### Stored items
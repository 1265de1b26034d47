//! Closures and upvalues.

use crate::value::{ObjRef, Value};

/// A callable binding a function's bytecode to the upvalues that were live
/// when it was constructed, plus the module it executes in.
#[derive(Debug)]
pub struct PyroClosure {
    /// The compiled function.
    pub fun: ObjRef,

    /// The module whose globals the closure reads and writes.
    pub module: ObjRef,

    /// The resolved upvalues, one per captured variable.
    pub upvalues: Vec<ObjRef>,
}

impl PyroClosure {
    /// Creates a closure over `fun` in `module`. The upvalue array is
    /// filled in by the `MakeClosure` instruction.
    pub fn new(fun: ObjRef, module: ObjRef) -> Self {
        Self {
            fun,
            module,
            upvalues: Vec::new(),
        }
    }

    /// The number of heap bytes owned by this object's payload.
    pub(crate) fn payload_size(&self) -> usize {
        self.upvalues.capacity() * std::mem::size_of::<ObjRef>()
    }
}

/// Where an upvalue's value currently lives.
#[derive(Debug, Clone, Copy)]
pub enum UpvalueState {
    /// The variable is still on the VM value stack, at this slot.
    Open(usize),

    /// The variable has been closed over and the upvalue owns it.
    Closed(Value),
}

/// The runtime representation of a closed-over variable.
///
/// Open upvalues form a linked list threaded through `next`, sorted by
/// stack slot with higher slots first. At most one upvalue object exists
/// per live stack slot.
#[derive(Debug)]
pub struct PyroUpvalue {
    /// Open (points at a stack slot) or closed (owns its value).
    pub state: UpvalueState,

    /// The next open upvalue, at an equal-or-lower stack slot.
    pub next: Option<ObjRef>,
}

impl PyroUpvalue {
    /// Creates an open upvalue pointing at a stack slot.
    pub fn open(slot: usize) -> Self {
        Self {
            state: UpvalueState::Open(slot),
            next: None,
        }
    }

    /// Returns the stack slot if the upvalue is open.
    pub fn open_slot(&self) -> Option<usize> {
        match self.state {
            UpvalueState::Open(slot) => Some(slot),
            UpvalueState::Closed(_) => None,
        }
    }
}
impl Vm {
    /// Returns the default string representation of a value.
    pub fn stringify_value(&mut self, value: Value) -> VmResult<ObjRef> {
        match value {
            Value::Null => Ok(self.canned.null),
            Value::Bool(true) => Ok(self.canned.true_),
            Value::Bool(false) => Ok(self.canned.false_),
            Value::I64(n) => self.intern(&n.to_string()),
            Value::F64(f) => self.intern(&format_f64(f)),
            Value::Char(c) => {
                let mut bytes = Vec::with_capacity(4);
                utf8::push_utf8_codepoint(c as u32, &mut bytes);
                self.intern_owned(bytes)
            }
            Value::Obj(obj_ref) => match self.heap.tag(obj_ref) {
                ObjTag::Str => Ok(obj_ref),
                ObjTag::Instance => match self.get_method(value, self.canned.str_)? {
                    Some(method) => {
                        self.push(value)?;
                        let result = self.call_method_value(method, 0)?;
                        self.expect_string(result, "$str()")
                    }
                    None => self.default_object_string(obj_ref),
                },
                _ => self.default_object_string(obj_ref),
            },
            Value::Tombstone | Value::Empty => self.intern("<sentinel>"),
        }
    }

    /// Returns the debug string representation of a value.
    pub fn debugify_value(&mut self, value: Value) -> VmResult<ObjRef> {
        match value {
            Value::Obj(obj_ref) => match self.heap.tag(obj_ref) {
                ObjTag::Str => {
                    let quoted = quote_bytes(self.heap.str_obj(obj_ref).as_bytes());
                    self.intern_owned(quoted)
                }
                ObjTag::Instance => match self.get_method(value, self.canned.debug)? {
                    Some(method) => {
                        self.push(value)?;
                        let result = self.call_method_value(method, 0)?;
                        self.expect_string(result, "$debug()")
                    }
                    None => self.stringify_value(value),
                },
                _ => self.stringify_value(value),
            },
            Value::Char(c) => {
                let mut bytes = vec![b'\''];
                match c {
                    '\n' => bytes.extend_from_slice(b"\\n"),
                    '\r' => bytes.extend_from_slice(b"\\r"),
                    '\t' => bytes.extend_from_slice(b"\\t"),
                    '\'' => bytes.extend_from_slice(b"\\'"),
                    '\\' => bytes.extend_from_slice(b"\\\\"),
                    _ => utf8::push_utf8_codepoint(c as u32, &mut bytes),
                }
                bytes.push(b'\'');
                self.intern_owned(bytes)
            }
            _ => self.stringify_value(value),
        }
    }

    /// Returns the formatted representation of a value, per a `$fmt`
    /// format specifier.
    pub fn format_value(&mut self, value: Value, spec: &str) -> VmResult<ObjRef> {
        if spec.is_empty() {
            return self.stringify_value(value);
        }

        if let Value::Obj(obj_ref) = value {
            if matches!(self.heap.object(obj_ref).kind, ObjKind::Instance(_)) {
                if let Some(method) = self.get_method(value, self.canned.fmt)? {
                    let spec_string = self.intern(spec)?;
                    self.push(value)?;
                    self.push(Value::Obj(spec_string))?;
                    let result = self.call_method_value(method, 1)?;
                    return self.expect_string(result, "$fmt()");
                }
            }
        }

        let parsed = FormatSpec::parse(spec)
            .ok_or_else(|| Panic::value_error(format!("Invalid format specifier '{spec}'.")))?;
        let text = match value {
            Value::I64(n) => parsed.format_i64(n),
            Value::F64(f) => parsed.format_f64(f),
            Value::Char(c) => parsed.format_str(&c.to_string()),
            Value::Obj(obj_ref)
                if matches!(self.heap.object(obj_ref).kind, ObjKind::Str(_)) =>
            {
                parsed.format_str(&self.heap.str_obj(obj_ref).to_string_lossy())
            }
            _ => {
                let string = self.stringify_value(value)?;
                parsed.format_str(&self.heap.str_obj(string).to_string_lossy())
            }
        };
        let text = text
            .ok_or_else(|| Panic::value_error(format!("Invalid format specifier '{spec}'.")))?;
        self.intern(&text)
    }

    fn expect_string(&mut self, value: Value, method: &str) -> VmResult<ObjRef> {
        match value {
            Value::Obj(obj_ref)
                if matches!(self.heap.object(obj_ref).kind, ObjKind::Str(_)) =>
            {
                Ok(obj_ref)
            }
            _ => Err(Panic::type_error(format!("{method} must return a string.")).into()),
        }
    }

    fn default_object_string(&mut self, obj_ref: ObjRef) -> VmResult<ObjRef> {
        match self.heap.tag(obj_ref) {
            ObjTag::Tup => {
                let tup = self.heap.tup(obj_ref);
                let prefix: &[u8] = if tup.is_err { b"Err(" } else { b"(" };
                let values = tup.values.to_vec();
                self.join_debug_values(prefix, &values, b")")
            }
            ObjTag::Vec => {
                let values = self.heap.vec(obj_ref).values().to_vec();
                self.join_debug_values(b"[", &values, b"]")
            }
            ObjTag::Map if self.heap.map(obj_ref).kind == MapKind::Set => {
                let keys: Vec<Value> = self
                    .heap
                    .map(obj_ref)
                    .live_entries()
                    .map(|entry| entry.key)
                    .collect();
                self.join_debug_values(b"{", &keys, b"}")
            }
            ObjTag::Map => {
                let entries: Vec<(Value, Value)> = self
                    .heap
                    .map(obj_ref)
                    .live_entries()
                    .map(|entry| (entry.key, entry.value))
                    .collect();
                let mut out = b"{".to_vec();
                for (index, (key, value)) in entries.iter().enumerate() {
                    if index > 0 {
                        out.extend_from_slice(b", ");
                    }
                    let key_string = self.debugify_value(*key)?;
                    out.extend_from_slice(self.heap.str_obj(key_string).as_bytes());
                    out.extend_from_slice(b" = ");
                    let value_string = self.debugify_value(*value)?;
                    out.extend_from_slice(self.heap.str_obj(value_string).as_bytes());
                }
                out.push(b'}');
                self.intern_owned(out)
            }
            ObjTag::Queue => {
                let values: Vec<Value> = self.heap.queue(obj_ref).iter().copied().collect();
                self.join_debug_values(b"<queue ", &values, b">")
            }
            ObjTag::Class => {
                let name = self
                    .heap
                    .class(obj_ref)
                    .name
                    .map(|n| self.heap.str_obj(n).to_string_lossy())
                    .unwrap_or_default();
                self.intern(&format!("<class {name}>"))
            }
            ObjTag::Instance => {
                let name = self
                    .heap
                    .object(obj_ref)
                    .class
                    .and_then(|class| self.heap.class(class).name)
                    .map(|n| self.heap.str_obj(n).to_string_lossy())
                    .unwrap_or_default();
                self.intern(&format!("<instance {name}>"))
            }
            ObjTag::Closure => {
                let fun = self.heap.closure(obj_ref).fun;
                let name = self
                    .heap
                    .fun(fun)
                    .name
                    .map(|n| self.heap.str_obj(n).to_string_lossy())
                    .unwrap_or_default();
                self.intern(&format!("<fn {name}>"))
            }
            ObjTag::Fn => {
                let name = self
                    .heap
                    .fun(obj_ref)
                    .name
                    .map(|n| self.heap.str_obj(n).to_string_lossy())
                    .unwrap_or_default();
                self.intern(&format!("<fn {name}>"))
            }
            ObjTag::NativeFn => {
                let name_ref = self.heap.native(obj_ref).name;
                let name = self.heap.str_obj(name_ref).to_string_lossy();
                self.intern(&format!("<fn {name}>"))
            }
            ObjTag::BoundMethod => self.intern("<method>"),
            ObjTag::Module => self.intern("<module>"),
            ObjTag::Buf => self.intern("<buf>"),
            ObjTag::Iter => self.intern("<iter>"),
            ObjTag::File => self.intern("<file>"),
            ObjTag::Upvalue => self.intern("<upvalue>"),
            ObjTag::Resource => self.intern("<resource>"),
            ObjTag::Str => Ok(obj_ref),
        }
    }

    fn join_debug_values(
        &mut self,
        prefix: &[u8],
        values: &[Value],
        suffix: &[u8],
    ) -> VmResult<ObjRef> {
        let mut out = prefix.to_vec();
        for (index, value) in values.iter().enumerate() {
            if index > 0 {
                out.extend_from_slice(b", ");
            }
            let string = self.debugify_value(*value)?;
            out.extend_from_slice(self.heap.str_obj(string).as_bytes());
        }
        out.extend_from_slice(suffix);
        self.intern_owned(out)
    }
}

### Directions
Copy out, word for word, the part of the entries above that begins at the line with "ObjTag::Map if self.heap.map(obj_ref).kind" and ends at the line with "out.extend_from_slice(self.heap.str_obj(key_string).as_bytes());", including both.

### Your response
            ObjTag::Map if self.heap.map(obj_ref).kind == MapKind::Set => {
                let keys: Vec<Value> = self
                    .heap
                    .map(obj_ref)
                    .live_entries()
                    .map(|entry| entry.key)
                    .collect();
                self.join_debug_values(b"{", &keys, b"}")
            }
            ObjTag::Map => {
                let entries: Vec<(Value, Value)> = self
                    .heap
                    .map(obj_ref)
                    .live_entries()
                    .map(|entry| (entry.key, entry.value))
                    .collect();
                let mut out = b"{".to_vec();
                for (index, (key, value)) in entries.iter().enumerate() {
                    if index > 0 {
                        out.extend_from_slice(b", ");
                    }
                    let key_string = self.debugify_value(*key)?;
                    out.extend_from_slice(self.heap.str_obj(key_string).as_bytes());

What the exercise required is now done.